Collected data:
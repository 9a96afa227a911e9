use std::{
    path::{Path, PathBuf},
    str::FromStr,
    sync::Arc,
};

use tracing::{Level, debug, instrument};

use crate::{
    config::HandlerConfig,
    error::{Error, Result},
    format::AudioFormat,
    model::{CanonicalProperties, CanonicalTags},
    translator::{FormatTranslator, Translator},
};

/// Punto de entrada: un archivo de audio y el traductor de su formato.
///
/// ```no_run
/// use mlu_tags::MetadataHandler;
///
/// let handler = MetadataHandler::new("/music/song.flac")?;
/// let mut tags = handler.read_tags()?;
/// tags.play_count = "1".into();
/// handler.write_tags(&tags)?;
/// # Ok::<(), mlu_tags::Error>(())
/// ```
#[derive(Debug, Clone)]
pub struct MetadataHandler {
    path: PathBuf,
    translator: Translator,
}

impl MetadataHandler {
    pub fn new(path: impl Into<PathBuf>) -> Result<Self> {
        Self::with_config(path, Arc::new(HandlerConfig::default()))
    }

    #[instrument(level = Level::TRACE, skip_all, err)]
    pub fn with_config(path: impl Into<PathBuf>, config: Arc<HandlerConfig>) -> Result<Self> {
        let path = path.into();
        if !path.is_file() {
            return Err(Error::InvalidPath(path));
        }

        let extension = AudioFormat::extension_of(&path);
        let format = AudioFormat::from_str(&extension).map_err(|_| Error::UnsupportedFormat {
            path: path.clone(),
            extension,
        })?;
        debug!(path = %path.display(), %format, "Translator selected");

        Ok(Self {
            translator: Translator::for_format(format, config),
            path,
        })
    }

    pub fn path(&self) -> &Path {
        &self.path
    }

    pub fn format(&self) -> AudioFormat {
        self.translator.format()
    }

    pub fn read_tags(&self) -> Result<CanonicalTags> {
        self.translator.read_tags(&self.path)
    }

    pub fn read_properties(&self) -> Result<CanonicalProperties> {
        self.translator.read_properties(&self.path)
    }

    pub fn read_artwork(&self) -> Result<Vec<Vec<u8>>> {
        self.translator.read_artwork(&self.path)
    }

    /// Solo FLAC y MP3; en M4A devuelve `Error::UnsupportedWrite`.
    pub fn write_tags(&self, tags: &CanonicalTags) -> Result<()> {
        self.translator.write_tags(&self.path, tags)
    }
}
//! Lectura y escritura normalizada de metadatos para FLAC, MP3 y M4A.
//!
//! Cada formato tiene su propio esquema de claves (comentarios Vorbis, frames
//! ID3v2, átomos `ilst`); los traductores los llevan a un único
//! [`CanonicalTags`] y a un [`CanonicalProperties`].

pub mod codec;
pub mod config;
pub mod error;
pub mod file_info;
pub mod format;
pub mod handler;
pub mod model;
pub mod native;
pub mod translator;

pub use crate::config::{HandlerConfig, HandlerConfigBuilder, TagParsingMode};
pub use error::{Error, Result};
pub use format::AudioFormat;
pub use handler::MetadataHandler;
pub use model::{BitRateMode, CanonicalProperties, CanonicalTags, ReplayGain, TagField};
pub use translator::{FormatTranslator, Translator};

- [WHAT IS BEING ASKED]: Scan the records for lines with the string "PathBuf". Give the number of such lines and nothing else.

- [ANSWER FOR THIS EXERCISE]: 4